12-15-2025 Article

Purchase of tax data: North Rhine-Westphalia acquires large offshore data set – criminal tax proceedings expected

Update Compliance 17/2025

The state of North Rhine-Westphalia has purchased a comprehensive data carrier containing information on suspected offshore structures. According to media reports, the data set is more than one terabyte in size and contains information on German taxpayers' holdings in companies in tax havens, allegedly involving tax evasion "on a grand scale." The Ministry of Finance in Düsseldorf informed the federal and state governments due to the nationwide relevance of the cases. Numerous criminal tax proceedings are expected to be initiated.

According to the Rheinische Post, the North Rhine-Westphalian State Office for Combating Financial Crime acquired the data carrier via a whistleblower. The authorities expect to find evidence of schemes designed to conceal assets. Reliable information on the size of the allegedly untaxed flows is not yet available.

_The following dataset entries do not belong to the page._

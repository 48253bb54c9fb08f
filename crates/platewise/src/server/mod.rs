//! HTTP service around the shared estimator.
//!
//! - `GET /health`: liveness plus model status
//! - `GET /ready`: true once the estimator is built
//! - `POST /estimate`: authenticated multipart upload

mod error;
mod handlers;

use std::net::SocketAddr;
use std::sync::Arc;

use anyhow::Context;
use axum::extract::DefaultBodyLimit;
use axum::http::HeaderValue;
use axum::routing::{get, post};
use axum::Router;
use platewise_core::config::resolve_env_var;
use platewise_core::pipeline::Validator;
use platewise_core::{Config, SharedEstimator};
use tokio::net::TcpListener;
use tower_http::cors::{AllowHeaders, AllowMethods, AllowOrigin, CorsLayer};
use tower_http::trace::TraceLayer;

/// Headroom above the upload limit for multipart framing. The exact size
/// check happens in the handler so it can answer with a precise 413.
const MULTIPART_OVERHEAD_BYTES: usize = 1024 * 1024;

/// State shared by every route.
#[derive(Clone)]
pub struct AppState {
    pub config: Arc<Config>,
    pub estimator: Arc<SharedEstimator>,
    pub validator: Validator,
    /// Resolved shared token. `None` means every estimate is refused.
    pub api_token: Option<String>,
}

impl AppState {
    /// State whose estimator is built from `config` on first use.
    pub fn new(config: Config) -> Self {
        let estimator = SharedEstimator::new(config.clone());
        Self::with_estimator(config, estimator)
    }

    pub fn with_estimator(config: Config, estimator: SharedEstimator) -> Self {
        Self {
            api_token: resolve_env_var(&config.server.api_token),
            validator: Validator::new(config.limits.clone()),
            estimator: Arc::new(estimator),
            config: Arc::new(config),
        }
    }
}

/// Build the router with CORS, body limit and request tracing.
pub fn router(state: AppState) -> Router {
    let body_limit = state.config.limits.max_upload_bytes() + MULTIPART_OVERHEAD_BYTES;
    let cors = cors_layer(&state.config.server.cors_origins);

    Router::new()
        .route("/health", get(handlers::health))
        .route("/ready", get(handlers::ready))
        .route("/estimate", post(handlers::estimate))
        .with_state(state)
        .layer(DefaultBodyLimit::max(body_limit))
        .layer(cors)
        .layer(TraceLayer::new_for_http())
}

/// `*` (or nothing) allows any origin; otherwise a comma-separated list
/// with credentials allowed.
fn cors_layer(origins: &str) -> CorsLayer {
    let origins = origins.trim();
    if origins.is_empty() || origins == "*" {
        return CorsLayer::permissive();
    }

    let allowed: Vec<HeaderValue> = origins
        .split(',')
        .map(str::trim)
        .filter(|o| !o.is_empty())
        .filter_map(|o| match HeaderValue::from_str(o) {
            Ok(value) => Some(value),
            Err(_) => {
                tracing::warn!("Ignoring invalid CORS origin: {o}");
                None
            }
        })
        .collect();

    CorsLayer::new()
        .allow_origin(AllowOrigin::list(allowed))
        .allow_methods(AllowMethods::mirror_request())
        .allow_headers(AllowHeaders::mirror_request())
        .allow_credentials(true)
}

/// Serve until Ctrl+C or SIGTERM.
pub async fn run(config: Config) -> anyhow::Result<()> {
    let addr = format!("{}:{}", config.server.host, config.server.port);
    let preload = config.server.preload;
    let state = AppState::new(config);

    if state.api_token.is_none() {
        tracing::warn!("No API token configured; /estimate will refuse every request");
    }

    if preload {
        match state.estimator.get().await {
            Ok(estimator) => tracing::info!("Models preloaded: {:?}", estimator.model_ids()),
            // Keep serving; /ready reports false until a request builds it.
            Err(e) => tracing::warn!("Preload failed: {e}"),
        }
    }

    let app = router(state);
    let listener = TcpListener::bind(&addr)
        .await
        .with_context(|| format!("Failed to bind to {addr}"))?;
    tracing::info!("Listening on http://{}", listener.local_addr()?);

    axum::serve(
        listener,
        app.into_make_service_with_connect_info::<SocketAddr>(),
    )
    .with_graceful_shutdown(shutdown_signal())
    .await
    .context("Server error")?;

    tracing::info!("Server shutdown complete");
    Ok(())
}

async fn shutdown_signal() {
    let ctrl_c = async {
        if let Err(e) = tokio::signal::ctrl_c().await {
            tracing::warn!("Cannot listen for Ctrl+C: {e}");
            std::future::pending::<()>().await;
        }
    };

    #[cfg(unix)]
    let terminate = async {
        match tokio::signal::unix::signal(tokio::signal::unix::SignalKind::terminate()) {
            Ok(mut signal) => {
                signal.recv().await;
            }
            Err(e) => {
                tracing::warn!("Cannot listen for SIGTERM: {e}");
                std::future::pending::<()>().await;
            }
        }
    };

    #[cfg(not(unix))]
    let terminate = std::future::pending::<()>();

    tokio::select! {
        _ = ctrl_c => tracing::info!("Received Ctrl+C, shutting down"),
        _ = terminate => tracing::info!("Received terminate signal, shutting down"),
    }
}

#[cfg(test)]
mod tests {
    use super::*;
    use axum::body::Body;
    use axum::http::{Request, StatusCode};
    use platewise_core::estimate::EstimatorFactory;
    use platewise_core::models::scripted::ScriptedClassifier;
    use platewise_core::{EstimateError, Estimator, ModelSet};
    use serde_json::Value;
    use std::io::Cursor;
    use tower::ServiceExt;

    const TOKEN: &str = "test-token";
    const BOUNDARY: &str = "platewise-test-boundary";

    struct ScriptedFactory {
        fail: bool,
    }

    #[axum::async_trait]
    impl EstimatorFactory for ScriptedFactory {
        async fn build(&self) -> Result<Estimator, EstimateError> {
            if self.fail {
                return Err(EstimateError::ModelUnavailable);
            }
            let models = ModelSet::new().with_classifier(ScriptedClassifier::new(
                "general",
                &[("Biryani", 0.5), ("Chicken Curry", 0.4)],
            ));
            Estimator::from_models(models, &Config::default())
        }
    }

    fn test_config() -> Config {
        let mut config = Config::default();
        config.server.api_token = TOKEN.to_string();
        config
    }

    fn app_with(config: Config, fail: bool) -> Router {
        let estimator = SharedEstimator::with_factory(ScriptedFactory { fail });
        router(AppState::with_estimator(config, estimator))
    }

    fn app() -> Router {
        app_with(test_config(), false)
    }

    fn png_bytes() -> Vec<u8> {
        let mut buffer = Cursor::new(Vec::new());
        image::DynamicImage::new_rgb8(8, 8)
            .write_to(&mut buffer, image::ImageFormat::Png)
            .unwrap();
        buffer.into_inner()
    }

    fn multipart_body(field: &str, content_type: &str, data: &[u8]) -> Vec<u8> {
        let mut body = format!(
            "--{BOUNDARY}\r\n\
             Content-Disposition: form-data; name=\"{field}\"; filename=\"meal.png\"\r\n\
             Content-Type: {content_type}\r\n\r\n"
        )
        .into_bytes();
        body.extend_from_slice(data);
        body.extend_from_slice(format!("\r\n--{BOUNDARY}--\r\n").as_bytes());
        body
    }

    fn estimate_request(token: Option<&str>, body: Vec<u8>) -> Request<Body> {
        let mut builder = Request::builder()
            .method("POST")
            .uri("/estimate")
            .header(
                "content-type",
                format!("multipart/form-data; boundary={BOUNDARY}"),
            );
        if let Some(token) = token {
            builder = builder.header("x-api-token", token);
        }
        builder.body(Body::from(body)).unwrap()
    }

    fn get(uri: &str) -> Request<Body> {
        Request::builder().uri(uri).body(Body::empty()).unwrap()
    }

    async fn send(app: Router, request: Request<Body>) -> (StatusCode, Value) {
        let response = app.oneshot(request).await.unwrap();
        let status = response.status();
        let bytes = axum::body::to_bytes(response.into_body(), usize::MAX)
            .await
            .unwrap();
        (status, serde_json::from_slice(&bytes).unwrap())
    }

    #[tokio::test]
    async fn test_health_before_models_load() {
        let (status, body) = send(app(), get("/health")).await;
        assert_eq!(status, StatusCode::OK);
        assert_eq!(body["ok"], true);
        assert_eq!(body["model_loaded"], false);
        assert_eq!(body["max_mb"], 8.0);
        assert_eq!(body["allow_webp"], true);
        assert_eq!(body["models"], Value::Array(vec![]));
        assert_eq!(body["version"], platewise_core::VERSION);
    }

    #[tokio::test]
    async fn test_ready_before_models_load() {
        let (status, body) = send(app(), get("/ready")).await;
        assert_eq!(status, StatusCode::OK);
        assert_eq!(body["ready"], false);
    }

    #[tokio::test]
    async fn test_missing_server_token_is_500() {
        let mut config = test_config();
        config.server.api_token = String::new();
        let request = estimate_request(Some(TOKEN), multipart_body("image", "image/png", &png_bytes()));
        let (status, body) = send(app_with(config, false), request).await;
        assert_eq!(status, StatusCode::INTERNAL_SERVER_ERROR);
        assert_eq!(body["detail"], "API token not set");
    }

    #[tokio::test]
    async fn test_wrong_token_is_401() {
        let body = multipart_body("image", "image/png", &png_bytes());
        let (status, _) = send(app(), estimate_request(Some("nope"), body.clone())).await;
        assert_eq!(status, StatusCode::UNAUTHORIZED);

        let (status, body) = send(app(), estimate_request(None, body)).await;
        assert_eq!(status, StatusCode::UNAUTHORIZED);
        assert_eq!(body["detail"], "Invalid token");
    }

    #[tokio::test]
    async fn test_disallowed_content_type_is_415() {
        let request = estimate_request(Some(TOKEN), multipart_body("image", "image/gif", b"GIF89a"));
        let (status, body) = send(app(), request).await;
        assert_eq!(status, StatusCode::UNSUPPORTED_MEDIA_TYPE);
        assert_eq!(body["detail"], "Only jpeg, jpg, png, webp supported");
    }

    #[tokio::test]
    async fn test_webp_refused_when_disabled() {
        let mut config = test_config();
        config.limits.allow_webp = false;
        let request = estimate_request(Some(TOKEN), multipart_body("image", "image/webp", b"RIFF"));
        let (status, body) = send(app_with(config, false), request).await;
        assert_eq!(status, StatusCode::UNSUPPORTED_MEDIA_TYPE);
        assert_eq!(body["detail"], "Only jpeg, jpg, png supported");
    }

    #[tokio::test]
    async fn test_oversized_upload_is_413() {
        let mut config = test_config();
        config.limits.max_upload_mb = 0.001;
        let request = estimate_request(Some(TOKEN), multipart_body("image", "image/png", &[0u8; 4096]));
        let (status, body) = send(app_with(config, false), request).await;
        assert_eq!(status, StatusCode::PAYLOAD_TOO_LARGE);
        assert!(body["detail"]
            .as_str()
            .unwrap()
            .starts_with("Payload too large"));
    }

    #[tokio::test]
    async fn test_missing_image_field_is_400() {
        let request = estimate_request(Some(TOKEN), multipart_body("file", "image/png", &png_bytes()));
        let (status, _) = send(app(), request).await;
        assert_eq!(status, StatusCode::BAD_REQUEST);
    }

    #[tokio::test]
    async fn test_estimate_success_then_ready() {
        let app = app();
        let request = estimate_request(Some(TOKEN), multipart_body("image", "image/png", &png_bytes()));
        let (status, body) = send(app.clone(), request).await;
        assert_eq!(status, StatusCode::OK);
        assert_eq!(body["dish_name"], "Biryani or Chicken Curry");
        assert_eq!(body["items"].as_array().unwrap().len(), 2);
        assert!(body["preview_image_id"].as_str().unwrap().starts_with("img_"));
        assert_eq!(body["meta"]["model_loaded"], true);
        assert_eq!(body["meta"]["content_type"], "image/png");
        assert_eq!(body["meta"]["size_bytes"], png_bytes().len());
        assert_eq!(body["meta"]["client_ip"], Value::Null);

        let (_, ready) = send(app.clone(), get("/ready")).await;
        assert_eq!(ready["ready"], true);
        let (_, health) = send(app, get("/health")).await;
        assert_eq!(health["models"], serde_json::json!(["general"]));
    }

    #[tokio::test]
    async fn test_model_load_failure_is_500_and_not_ready() {
        let app = app_with(test_config(), true);
        let request = estimate_request(Some(TOKEN), multipart_body("image", "image/png", &png_bytes()));
        let (status, body) = send(app.clone(), request).await;
        assert_eq!(status, StatusCode::INTERNAL_SERVER_ERROR);
        assert_eq!(body["detail"], "estimation error: No vision model available");

        let (_, ready) = send(app, get("/ready")).await;
        assert_eq!(ready["ready"], false);
    }

    #[tokio::test]
    async fn test_undecodable_upload_is_500() {
        let request = estimate_request(Some(TOKEN), multipart_body("image", "image/png", b"not a png"));
        let (status, body) = send(app(), request).await;
        assert_eq!(status, StatusCode::INTERNAL_SERVER_ERROR);
        assert!(body["detail"]
            .as_str()
            .unwrap()
            .starts_with("estimation error:"));
    }

    fn preflight(origin: &str) -> Request<Body> {
        Request::builder()
            .method("OPTIONS")
            .uri("/estimate")
            .header("origin", origin)
            .header("access-control-request-method", "POST")
            .header("access-control-request-headers", "x-api-token")
            .body(Body::empty())
            .unwrap()
    }

    fn allow_origin(response: &axum::response::Response) -> Option<String> {
        response
            .headers()
            .get("access-control-allow-origin")
            .and_then(|v| v.to_str().ok())
            .map(str::to_string)
    }

    #[tokio::test]
    async fn test_cors_wildcard_allows_any_origin() {
        let response = app()
            .oneshot(preflight("http://anywhere.test"))
            .await
            .unwrap();
        assert_eq!(allow_origin(&response).as_deref(), Some("*"));
    }

    #[tokio::test]
    async fn test_cors_list_allows_only_listed_origins() {
        let mut config = test_config();
        config.server.cors_origins = "http://localhost:3000, https://app.example.com".to_string();
        let app = app_with(config, false);

        let response = app
            .clone()
            .oneshot(preflight("https://app.example.com"))
            .await
            .unwrap();
        assert_eq!(
            allow_origin(&response).as_deref(),
            Some("https://app.example.com")
        );
        assert_eq!(
            response
                .headers()
                .get("access-control-allow-credentials")
                .and_then(|v| v.to_str().ok()),
            Some("true")
        );

        let response = app
            .oneshot(preflight("https://evil.example.org"))
            .await
            .unwrap();
        assert_eq!(allow_origin(&response), None);
    }
}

Focus on the digital economy: influencers and international arrangements

A task force of the State Office for Combating Financial Crime has recently advanced proceedings in the creator/influencer economy (see Update Compliance 8/2025). Against the backdrop of cross-border payment flows and platform-based revenues, particular attention is being paid to accurate recording, allocation, and taxation of sales, as well as the use of foreign companies. The newly acquired data may open up additional lines of investigation in these segments.

Outlook: increased audit and investigative activity

Data purchases typically lead to wide ranging requests for information, cross check notices, and external audits. Taxpayers with foreign connections – especially those with structures in offshore jurisdictions – should expect that even formal anomalies (e. g. lack of economic substance, insufficient documentation, unexplained payment flows) can trigger in-depth audits. Companies and individuals should promptly review their international structures, payment channels, and reporting obligations, and ensure robust documentation.

Practical tip

Following evaluation of the data, the tax authorities – potentially in cooperation with public prosecutors – are likely to initiate numerous criminal proceedings on suspicion of tax evasion. Tax evasion is a criminal offense under Section 370 of the German Fiscal Code (AO). A particularly serious case generally starts at €50,000 in tax loss and regularly results in significantly harsher penalties.

In appropriate cases, a voluntary disclosure exempting from punishment pursuant to Section 371 of the German Fiscal Code (AO) may be considered.

This requires that, at the time of filing, the offenses have not yet been discovered, that all non time barred tax offenses of the same type are disclosed completely and accurately, and that the evaded taxes plus interest are paid without delay. If a notice initiating criminal tax proceedings is served, those affected should immediately retain specialized criminal tax defense counsel, request access to the files, and coordinate a defense strategy.

In the event of a search: notify counsel immediately, avoid spontaneous statements, and provide only necessary personal information. Ideally, keep an emergency card with counsel’s mobile number and clear internal instructions for reception, IT, and management.